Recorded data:
# # #

//! Per-surface owner of the viewport, the tool manager and the frame scheduler.
//!
//! The host creates one [`Surface`] per rendered annotation stage, mounts a
//! viewport once the stage element exists, forwards DOM pointer and keyboard
//! events, and unmounts when the stage goes away.

#[cfg(test)]
#[path = "surface_test.rs"]
mod surface_test;

use std::rc::Rc;

use crate::input::{Key, Modifiers, PointerEvent};
use crate::manager::{ToolError, ToolManager};
use crate::scheduler::FrameScheduler;
use crate::shortcuts::{Binding, ToolAction, default_bindings, resolve};
use crate::tool::Tool;
use crate::viewport::SharedViewport;

/// One annotation stage: its tools, its shortcut table and, while mounted, its viewport.
pub struct Surface {
    scheduler: Rc<dyn FrameScheduler>,
    manager: ToolManager,
    viewport: Option<SharedViewport>,
    bindings: Vec<Binding>,
}

impl Surface {
    /// Surface with the default control tools, move tool selected.
    ///
    /// # Errors
    ///
    /// Propagates [`ToolError`] from registration.
    pub fn new(scheduler: Rc<dyn FrameScheduler>) -> Result<Self, ToolError> {
        let mut surface = Self::empty(scheduler);
        surface.manager.register(Tool::move_tool())?;
        surface.manager.register(Tool::pan_zoom(Rc::clone(&surface.scheduler)))?;
        let first = surface.manager.control_tools().next().map(|t| t.id().as_str().to_owned());
        if let Some(id) = first {
            surface.manager.select_tool(&id, true)?;
        }
        Ok(surface)
    }

    /// Surface with no tools registered.
    #[must_use]
    pub fn empty(scheduler: Rc<dyn FrameScheduler>) -> Self {
        Self { scheduler, manager: ToolManager::new(), viewport: None, bindings: default_bindings() }
    }

    // --- Mounting ---

    /// Bind `viewport` to every tool and refresh cursors. Remounting replaces the previous viewport.
    pub fn mount(&mut self, viewport: SharedViewport) {
        self.manager.bind_viewport(&viewport);
        self.viewport = Some(viewport);
        tracing::debug!(tools = self.manager.all_tools().len(), "surface mounted");
    }

    /// Cancel queued frames, flush pending pans, then detach the viewport.
    pub fn unmount(&mut self) {
        if self.viewport.is_none() {
            return;
        }
        self.manager.teardown();
        self.manager.unbind_viewport();
        self.viewport = None;
        tracing::debug!("surface unmounted");
    }

    /// Whether a viewport is currently mounted.
    #[must_use]
    pub fn is_mounted(&self) -> bool {
        self.viewport.is_some()
    }

    /// The mounted viewport, if any.
    #[must_use]
    pub fn viewport(&self) -> Option<&SharedViewport> {
        self.viewport.as_ref()
    }

    // --- Input ---

    /// Forward a stage pointer-down to the selected tools.
    pub fn pointer_down(&mut self, event: &PointerEvent) {
        self.manager.pointer_down(event);
    }

    /// Forward pointer movement to the selected tools.
    pub fn pointer_move(&mut self, event: &PointerEvent) {
        self.manager.pointer_move(event);
    }

    /// Forward a pointer-up to the selected tools.
    pub fn pointer_up(&mut self, event: &PointerEvent) {
        self.manager.pointer_up(event);
    }

    /// Select or deselect a tool by id.
    ///
    /// # Errors
    ///
    /// [`ToolError::UnknownTool`] if no tool has this id.
    pub fn select_tool(&mut self, id: &str, active: bool) -> Result<(), ToolError> {
        self.manager.select_tool(id, active)
    }

    /// Execute a toolbar or shortcut action.
    ///
    /// # Errors
    ///
    /// [`ToolError::UnknownTool`] for a toggle of an unregistered tool,
    /// [`ToolError::NoPanZoomTool`] for zoom actions without a pan/zoom tool.
    pub fn perform(&mut self, action: &ToolAction) -> Result<(), ToolError> {
        match action {
            ToolAction::Toggle(id) => {
                let selected = self
                    .manager
                    .tool(id.as_str())
                    .map(Tool::is_selected)
                    .ok_or_else(|| ToolError::UnknownTool(id.to_string()))?;
                self.manager.select_tool(id.as_str(), !selected)
            }
            ToolAction::Zoom(direction) => {
                self.manager.pan_zoom_mut().ok_or(ToolError::NoPanZoomTool)?.handle_zoom(*direction);
                Ok(())
            }
            ToolAction::SizeToFit => {
                self.manager.pan_zoom_mut().ok_or(ToolError::NoPanZoomTool)?.size_to_fit();
                Ok(())
            }
            ToolAction::SizeToOriginal => {
                self.manager.pan_zoom_mut().ok_or(ToolError::NoPanZoomTool)?.size_to_original();
                Ok(())
            }
            ToolAction::SizeToAuto => {
                self.manager.pan_zoom_mut().ok_or(ToolError::NoPanZoomTool)?.size_to_auto();
                Ok(())
            }
        }
    }

    /// Resolve a key event against the bindings and perform the match.
    ///
    /// # Errors
    ///
    /// Propagates [`Surface::perform`] errors.
    pub fn key_down(&mut self, key: &Key, modifiers: Modifiers) -> Result<Option<ToolAction>, ToolError> {
        let Some(action) = resolve(&self.bindings, key, modifiers).cloned() else {
            return Ok(None);
        };
        tracing::debug!(key = %key.0, ?action, "shortcut matched");
        self.perform(&action)?;
        Ok(Some(action))
    }

    /// Keyboard shortcuts resolved by [`Surface::key_down`].
    #[must_use]
    pub fn bindings(&self) -> &[Binding] {
        &self.bindings
    }

    /// The tool registry.
    #[must_use]
    pub fn manager(&self) -> &ToolManager {
        &self.manager
    }

    pub fn manager_mut(&mut self) -> &mut ToolManager {
        &mut self.manager
    }

    /// Frame scheduler shared with the pan/zoom tool.
    #[must_use]
    pub fn scheduler(&self) -> &Rc<dyn FrameScheduler> {
        &self.scheduler
    }
}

# # #

THE PROBLEM:
Copy each line above where the string "tracing" occurs.

TASK RESULT:
        tracing::debug!(tools = self.manager.all_tools().len(), "surface mounted");
        tracing::debug!("surface unmounted");
        tracing::debug!(key = %key.0, ?action, "shortcut matched");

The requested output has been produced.